Giuliano, preferisco una Medea come questa, la Callas va bene in altre cose. Sul rotolamento del teschio non ti so dire, può darsi che lo mettono o tolgono perché si preoccupano (cu che poi?). Non si rendono conto che quel giochino l'ha inventato l'Ariosto nell'Orlando Furioso...
Brian, facevano bene a far vedere questo film all'Oratorio. C'è una bellissima funzione liturgica con la Gran Sacerdotessa Medea, mi immagino gli occhi del prete dell'Oratorio. Anche gli occhi di voi ragazzi: tutta cultura!

grazie e saludos
Solimano

Giuliano ha detto...

Per chi no lo sapesse (non è obbligatorio) Amonasro è il papà di Aida.
(opera di Giuseppe Verdi, 1871)

Roby ha detto...

No, non mi ricordavo del nome del babbo di Aida: quasi uno scoglilingua, vero?

Invece i guerrieri-scheletro mi rammentano scene simili in altri film... ma quali? Il Signore degli Anelli? O un episodio della recente saga della Mummia? Mah!

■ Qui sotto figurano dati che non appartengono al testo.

/// BgpConfig is the global BGP instance of a virtual router
#[derive(Debug, Clone, PartialEq, Serialize, Deserialize)]
pub struct BgpConfig {
    #[serde(default)]
    pub id: String,
    pub name: String,
    #[serde(default = "default_source")]
    pub source_template_id: String,
    #[serde(default)]
    pub enabled: bool,
    pub router_id: FieldValue,
    pub local_as: FieldValue,
}

config_object!(BgpConfig, ObjectKind::Bgp, Tab::Bgp, |bgp, out| {
    push_field(&mut out, "router_id", Some(&bgp.router_id), VariableType::IpNetmask);
    push_field(&mut out, "local_as", Some(&bgp.local_as), VariableType::GroupId);
});

/// BgpNetwork is a prefix advertised by BGP
#[derive(Debug, Clone, PartialEq, Serialize, Deserialize)]
pub struct BgpNetwork {
    #[serde(default)]
    pub id: String,
    pub name: String,
    #[serde(default = "default_source")]
    pub source_template_id: String,
    pub prefix: FieldValue,
    #[serde(default, skip_serializing_if = "Option::is_none")]
    pub next_hop: Option<FieldValue>,
}

config_object!(BgpNetwork, ObjectKind::BgpNetwork, Tab::BgpNetworks, |net, out| {
    push_field(&mut out, "prefix", Some(&net.prefix), VariableType::IpNetmask);
    push_field(&mut out, "next_hop", net.next_hop.as_ref(), VariableType::IpNetmask);
});

/// ConfigRecord is any entity-store object, tagged by its kind.
/// `{"kind": "interface", "data": {...}}`
#[derive(Debug, Clone, PartialEq, Serialize, Deserialize)]
#[serde(tag = "kind", content = "data", rename_all = "snake_case")]
pub enum ConfigRecord {
    Interface(Interface),
    Zone(Zone),
    VirtualWire(VirtualWire),
    Dns(DnsConfig),
    Ddns(DdnsPolicy),
    Dhcp(DhcpConfig),
    StaticRoute(StaticRoute),
    Bgp(BgpConfig),
    BgpNetwork(BgpNetwork),
}

impl ConfigRecord {
    pub fn object(&self) -> &dyn ConfigObject {
        match self {
            Self::Interface(o) => o,
            Self::Zone(o) => o,
            Self::VirtualWire(o) => o,
            Self::Dns(o) => o,
            Self::Ddns(o) => o,
            Self::Dhcp(o) => o,
            Self::StaticRoute(o) => o,
            Self::Bgp(o) => o,
            Self::BgpNetwork(o) => o,
        }
    }

    pub fn kind(&self) -> ObjectKind {
        self.object().kind()
    }
}

/// SaveObjectRequest saves one object from an editing context
#[derive(Debug, Clone, Deserialize)]
pub struct SaveObjectRequest {
    #[serde(default)]
    pub owner: OwnerContext,
    pub object: ConfigRecord,
}

/// OwnerQuery names the editing context of a delete
#[derive(Debug, Clone, Deserialize)]
pub struct OwnerQuery {
    #[serde(default)]
    pub owner: OwnerContext,
}

/// EntityStore is the flat set of configuration collections
#[derive(Debug, Clone, Default, PartialEq, Serialize, Deserialize)]
pub struct EntityStore {
    #[serde(default)]
    pub interfaces: Vec<Interface>,
    #[serde(default)]
    pub zones: Vec<Zone>,
    #[serde(default)]
    pub virtual_wires: Vec<VirtualWire>,
    #[serde(default)]
    pub dns: Vec<DnsConfig>,
    #[serde(default)]
    pub ddns: Vec<DdnsPolicy>,
    #[serde(default)]
    pub dhcp: Vec<DhcpConfig>,
    #[serde(default)]
    pub static_routes: Vec<StaticRoute>,
    #[serde(default)]
    pub bgp: Vec<BgpConfig>,
    #[serde(default)]
    pub bgp_networks: Vec<BgpNetwork>,
}

fn as_dyn<'a, T: ConfigObject + 'a>(items: &'a [T]) -> impl Iterator<Item = &'a dyn ConfigObject> + 'a {
    items.iter().map(|o| o as &dyn ConfigObject)
}

impl EntityStore {
    /// Every object across all collections, in collection order
    pub fn objects(&self) -> Vec<&dyn ConfigObject> {
        as_dyn(&self.interfaces)
            .chain(as_dyn(&self.zones))
            .chain(as_dyn(&self.virtual_wires))
            .chain(as_dyn(&self.dns))
            .chain(as_dyn(&self.ddns))
            .chain(as_dyn(&self.dhcp))
            .chain(as_dyn(&self.static_routes))
            .chain(as_dyn(&self.bgp))
            .chain(as_dyn(&self.bgp_networks))
            .collect()
    }

    #[cfg(test)]
    pub fn find(&self, kind: ObjectKind, id: &str) -> Option<&dyn ConfigObject> {
        self.objects()
            .into_iter()
            .find(|o| o.kind() == kind && o.id() == id)
    }

    pub fn len(&self) -> usize {
        self.objects().len()
    }
}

Medea, se non erro, fece fuori i figlioletti in odio al fedifrago Giasone: capostipite, in ciò, di tante -ahimè- mamme omicide di oggi. All'epoca, per fortuna, non c'era Porta a Porta col plastico della villetta di Cogne: poeti epici e tragediografi rendevano il tutto molto più sopportabile...

R.

Giuliano ha detto...

Il ghigno degli scheletroni è una di quelle cose per cui vale la pena di pagare il biglietto... Non ne fanno più di ghigni così, men che meno alla Pulsar o alla Industrial Light & Magic. (son ghigni di una volta).

Quanto ad Amonasro, suona benissimo. Forse perché anch'io sono un po' parmigiano, come Verdi: sembra un bonario insulto in pramsàn. "O, mo vè, ma t'al digh me, amonasro!!"

Anonimo ha detto...

@giuliano, Amonasro suona benissimo, e mi ricorda che da piccolo io pensavo che la condanna a vita alla galera si dicesse "ergastro" e non ergastolo. Suonava coì bene...

Quando mi hanno spiegato che invece si diceva correttamente "ergastolo" non ci volevo credere, mi pareva assurdo che una pena così grave avesse un nome così da pirla, da ottavo dei sette nani. Magia delle parole... :)

Brian

Giuliano ha detto...

Dear Brian, la so ancora a memoria:
"Quest'assisa ch'io vesto vi dica
che il mio re, la mia patria ho difeso...
Fu la sorte a nostr'armi nemica,
tornò vano dei forti l'ardir."
eccetera eccetera.
(però non canto, non sia mai...)
(solo canto interiore, quello sì)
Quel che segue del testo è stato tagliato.